The home improvement and hospitality shows that fill up HGTV and Food Network's lineups seem to exist just to make us feel bad about our unfinished sanding projects and/or misshapen holiday cookies. As an avid watcher of programs like Barefoot Contessa and its public-access counterparts, Amy Sedaris has also found those standards set impossibly high, which is what makes her new TruTV series as refreshing as it is hilarious. In At Home With Amy Sedaris, the actor-comedian crafts a comedy that defies easy categorization, but is often as darkly funny as her previous hits like Strangers With Candy .
Sedaris and her frequent collaborator Paul Dinello co-created the half-hour hybrid, which is part comedy and part hospitality show, with a dollop of talk and a dash of variety. The first four episodes are well stocked with song-and-dance numbers and special guest stars, including Jane Krakowski, Rachel Dratch, and Sedaris and Dinello's erstwhile partner in crime Stephen Colbert. There's even the odd useful tip, i.e., peanut shells make excellent fingertips in a pinch, because despite the more absurd elements, Sedaris has an earnest desire to share her unique brand of hospitality. What she mixes up here is cozy and kooky, with a side of depravity.
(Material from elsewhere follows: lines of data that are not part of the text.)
//! Terminal rendering of events: a flat day list, or week and month grids.

pub mod grid;
pub mod palette;
pub mod table;

pub use grid::{Column, Grid};
pub use table::{DEFAULT_TERMINAL_COLUMNS, terminal_columns};

use chrono::{Datelike, FixedOffset, NaiveDate};
use owo_colors::OwoColorize;

use crate::agenda::Agenda;
use crate::config::{Calendars, GeneralParams};
use crate::event::Event;
use crate::period::Period;

#[derive(Debug, Clone, Copy, Default, PartialEq, Eq)]
pub enum Format {
    #[default]
    Day,
    Week,
    Month,
}

/// Suffix marking today's day number in grids.
const TODAY_MARKER: &str = " **";

pub struct Renderer<'a> {
    general: &'a GeneralParams,
    calendars: &'a Calendars,
    columns: u16,
    today: NaiveDate,
}

impl<'a> Renderer<'a> {
    /// `columns` is the terminal width the output has to fit, `today` the
    /// date marked in grids.
    pub fn new(general: &'a GeneralParams, calendars: &'a Calendars, columns: u16, today: NaiveDate) -> Self {
        Renderer {
            general,
            calendars,
            columns,
            today,
        }
    }

    pub fn render(&self, events: &[Event], period: &Period, format: Format) -> String {
        let agenda = Agenda::build(events, period);

        match format {
            Format::Day => self.day_list(&agenda, &period.offset()),
            Format::Week => table::draw(&self.grid(&agenda, &period.offset()), self.columns),
            Format::Month => format!(
                "{}\n{}",
                self.month_title(period),
                table::draw(&self.grid(&agenda, &period.offset()), self.columns)
            ),
        }
    }

    /// "May 2024", for the month the period starts in.
    fn month_title(&self, period: &Period) -> String {
        let title = period.first_date().format("%B %Y").to_string();
        if self.general.use_color {
            title.bold().to_string()
        } else {
            title
        }
    }

    /// "HH:MM - summary" for events shorter than a day, the bare summary otherwise.
    pub fn event_text(&self, event: &Event, offset: &FixedOffset) -> String {
        let text = if event.is_multi_day() {
            event.summary.clone()
        } else {
            format!("{} - {}", event.start.with_timezone(offset).format("%H:%M"), event.summary)
        };

        if !self.general.use_color {
            return text;
        }

        let calendar_color = self
            .calendars
            .get(&event.calendar_label)
            .and_then(|params| params.color.as_deref());
        let color = palette::event_color(event.color_id.as_deref(), calendar_color);
        text.color(color).to_string()
    }

    /// Dates with events, each followed by its indented events.
    fn day_list(&self, agenda: &Agenda, offset: &FixedOffset) -> String {
        let mut lines = Vec::new();

        for (date, events) in agenda.iter() {
            if events.is_empty() {
                continue;
            }
            lines.push(date.format("%d/%m - %A:").to_string());
            lines.extend(
                events
                    .iter()
                    .map(|event| format!("    {}", self.event_text(event, offset))),
            );
        }

        lines.join("\n")
    }

    pub fn grid(&self, agenda: &Agenda, offset: &FixedOffset) -> Grid {
        Grid::build(agenda, self.general.week_start, |date, events| {
            let mut lines = vec![self.day_number(date)];
            lines.extend(events.iter().map(|event| self.event_text(event, offset)));
            lines.join("\n")
        })
    }

    fn day_number(&self, date: NaiveDate) -> String {
        let is_today = date == self.today;
        let mut day = date.day().to_string();
        if is_today {
            day.push_str(TODAY_MARKER);
        }

        match (self.general.use_color, is_today) {
            (false, _) => day,
            (true, true) => day.bright_red().bold().to_string(),
            (true, false) => day.bold().to_string(),
        }
    }
}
The show does a fair amount of world building, as we drop in on recurring characters who offer advice and advise caution from afar. But what you won't find in At Home' s cupboards is any real intent to send up Martha Stewart. Despite Sedaris-as-host's occasional ineptitude—she can readily identify the best glue for a crafting job, but can never really handle the bottle—the character isn't poking fun at the domestic deities whose tables are always perfectly set for a scrumptious, from-scratch meal. Instead, At Home stakes out a corner in the hospitality genre where Guy Fieri acolytes, wannabe Top Chef contestants, and those whose kitchen experience is limited to a Great British Bake Off marathon are equally welcome. Its goal isn't necessarily to make you a better cook or entertainer—though stringing some lightly painted popcorn to create cherry blossoms is an inspired move—but to make you laugh.
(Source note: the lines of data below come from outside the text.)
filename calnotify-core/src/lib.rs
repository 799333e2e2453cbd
//! Core types for calnotify.
//!
//! This crate holds everything the CLI works with:
//! - `Event` and `Period`, the normalized event model
//! - `reminder`, which decides which reminders are due at a given instant
//! - `agenda` and `render`, which turn events into day lists and weekday grids
//! - `config`, `cache` and `source` for loading settings and events

pub mod agenda;
pub mod cache;
pub mod config;
pub mod error;
pub mod event;
pub mod notify;
pub mod period;
pub mod reminder;
pub mod render;
pub mod source;

pub use error::{CalNotifyError, CalNotifyResult};
pub use event::Event;
pub use period::Period;
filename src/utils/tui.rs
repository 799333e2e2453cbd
use indicatif::{ProgressBar, ProgressStyle};

pub fn create_spinner(message: String) -> ProgressBar {
    let spinner = ProgressBar::new_spinner();
    spinner.set_style(
        ProgressStyle::default_spinner()
            .tick_strings(&["-", "\\", "|", "/"])
            .template("{msg} {spinner}")
            .unwrap_or_else(|_| ProgressStyle::default_spinner()),
    );
    spinner.set_message(message);
    spinner.enable_steady_tick(std::time::Duration::from_millis(80));
    spinner
}
//! Protocol constants shared across the codec

/// Ripple's Base58 alphabet (no `0`, `O`, `I`, `l`)
pub const XRPL_ALPHABET: &[u8; 58] = b"rpshnaf39wBUDNEGHJKLM4PQRST7VWXYZ2bcdeCg65jkm8oFqi1tuvAxyz";

pub const CHECKSUM_LENGTH: usize = 4;

// Base58Check version prefixes
pub const ACCOUNT_ID_PREFIX: &[u8] = &[0x00];
pub const SECP256K1_SEED_PREFIX: &[u8] = &[0x21];
pub const ED25519_SEED_PREFIX: &[u8] = &[0x01, 0xE1, 0x4B];
pub const NODE_PUBLIC_PREFIX: &[u8] = &[0x1C];
pub const ACCOUNT_PUBLIC_PREFIX: &[u8] = &[0x23];

/// Marker byte in front of a 32-byte Ed25519 public key
pub const ED25519_KEY_PREFIX: u8 = 0xED;

// Hash prefixes, each the ASCII tag followed by a zero byte
/// Unsigned single-signing transaction prefix (`STX\0`)
pub const TRANSACTION_SIGN_PREFIX: [u8; 4] = [0x53, 0x54, 0x58, 0x00];
/// Signed transaction id prefix (`TXN\0`)
pub const TRANSACTION_ID_PREFIX: [u8; 4] = [0x54, 0x58, 0x4E, 0x00];
/// Ledger header hash prefix (`LWR\0`)
pub const LEDGER_HEADER_PREFIX: [u8; 4] = [0x4C, 0x57, 0x52, 0x00];

/// Ledger space key for account roots (`a`)
pub const ACCOUNT_SPACE: u16 = 0x0061;

/// Seconds between the Unix epoch and the Ripple epoch (2000-01-01T00:00:00Z)
pub const RIPPLE_EPOCH_OFFSET: u64 = 946_684_800;

pub const DROPS_PER_XRP: u64 = 1_000_000;
/// 100 billion XRP
pub const MAX_DROPS: u64 = 100_000_000_000_000_000;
That's why there's such a heavy helping of pre-taped sketches and asides, from crafting safety films with all the gravitas of vehicular-accident filmstrips from driver's ed classes of yore to field pieces performed by Sedaris in character(s). One of those characters, a wealthy Southern woman named Patty, has a smidgen in common with (formerly) disgraced celebrity chef Paula Deen, but again, the real-life corollary is probably just incidental. When Sedaris spoke at the summer Television Critics Association press tour, she stressed her early fascination with women only slightly more prepossessing than herself sharing housekeeping tips with local TV viewers.
Besides, racist controversy aside , there isn't anyone folding napkins into swans on TV who's anywhere near as demented as the host of At Home . This fictionalized version of Sedaris borrows heavily from her real life, weaving in elements like her pet rabbits and longstanding friendship with Colbert with bits about angel-of-death killers and an unnerving tinker. And there's no guest star too creepy to miss out an invitation to break bread with this Sedaris, who strives to recreate Ina Garten's presentation even though her life more closely resembles the Dimly Lit Meals For One Tumblr .
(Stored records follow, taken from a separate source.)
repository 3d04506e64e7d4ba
//! Offline demo: derive an address from a seed and sign a Payment

use dotenv::dotenv;
use std::env;
use tracing::info;
use tracing_subscriber::EnvFilter;

use xrpl_codec::{signing, AccountId, KeyPair, Transaction, XrpAmount};

const DEFAULT_DESTINATION: &str = "rHb9CJAWyB4rj91VRWn96DkukG4bwdtyTh";

fn main() -> Result<(), Box<dyn std::error::Error>> {
    dotenv().ok();
    tracing_subscriber::fmt()
        .with_env_filter(EnvFilter::from_default_env())
        .init();

    let secret_str = env::var("SECRET_STR").expect("SECRET_STR must be set in .env");
    let keypair = KeyPair::from_secret(&secret_str)?;
    let derived_address = keypair.address();
    println!("Key type: {}", keypair.key_type());
    println!("Derived address: {}", derived_address);

    if let Ok(expected_address) = env::var("ADDRESS") {
        assert_eq!(
            derived_address, expected_address,
            "Derived address does not match ADDRESS"
        );
        println!("✓ Address derivation is correct");
    }

    let destination: AccountId = env_or("DESTINATION", DEFAULT_DESTINATION).parse()?;
    let amount = XrpAmount::from_drops(env_or("AMOUNT_DROPS", "1000000").parse()?)?;
    let fee = XrpAmount::from_drops(env_or("FEE_DROPS", "12").parse()?)?;
    let sequence: u32 = env_or("SEQUENCE", "1").parse()?;

    let tx = Transaction::payment(keypair.account_id(), destination, amount.into(), fee, sequence);
    info!(json = %tx.to_json()?, "built payment");

    let signed = tx.sign(&keypair)?;
    signing::verify(&signed.blob)?;
    println!("✓ Payment signed and verified");
    println!("  Hash: {}", signed.hash);
    println!("  Blob: {}", signed.blob_hex());

    Ok(())
}

fn env_or(key: &str, default: &str) -> String {
    env::var(key).unwrap_or_else(|_| default.to_string())
}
At Home also tests the limits of Sedaris' cheerfulness and hospitality, as nearly every fête has its mishaps, either in the form of leering businessmen or bodily injury. And in the process, it demonstrates what all these shows, hosts, carpenters, and cooks have in common: unwavering self-confidence. But the unrelenting optimism that's key to the show's charm is familiar for other reasons; it's present in much of Sedaris' previous work, from Strangers With Candy to BoJack Horseman . Jerri Blank, the "boozer, user, and loser" she played for three seasons on Comedy Central, had a similarly rosy view of the world, even as she struggled to fit in as a middle-aged high school student. Dinello, who wrote most of the episodes, helps make Amy a single-mindedly chipper hosting guru—that is, until a soufflé fails to rise or she can't get any glue out of the damn bottle. Then it's time for the toilet sangria, courtesy of one of several characters Sedaris plays. But she always bounces back, her resilience wisely creating a kind of emotional through line for the series. After all, regardless of the menu, you have to like your host in order to accept their invitation.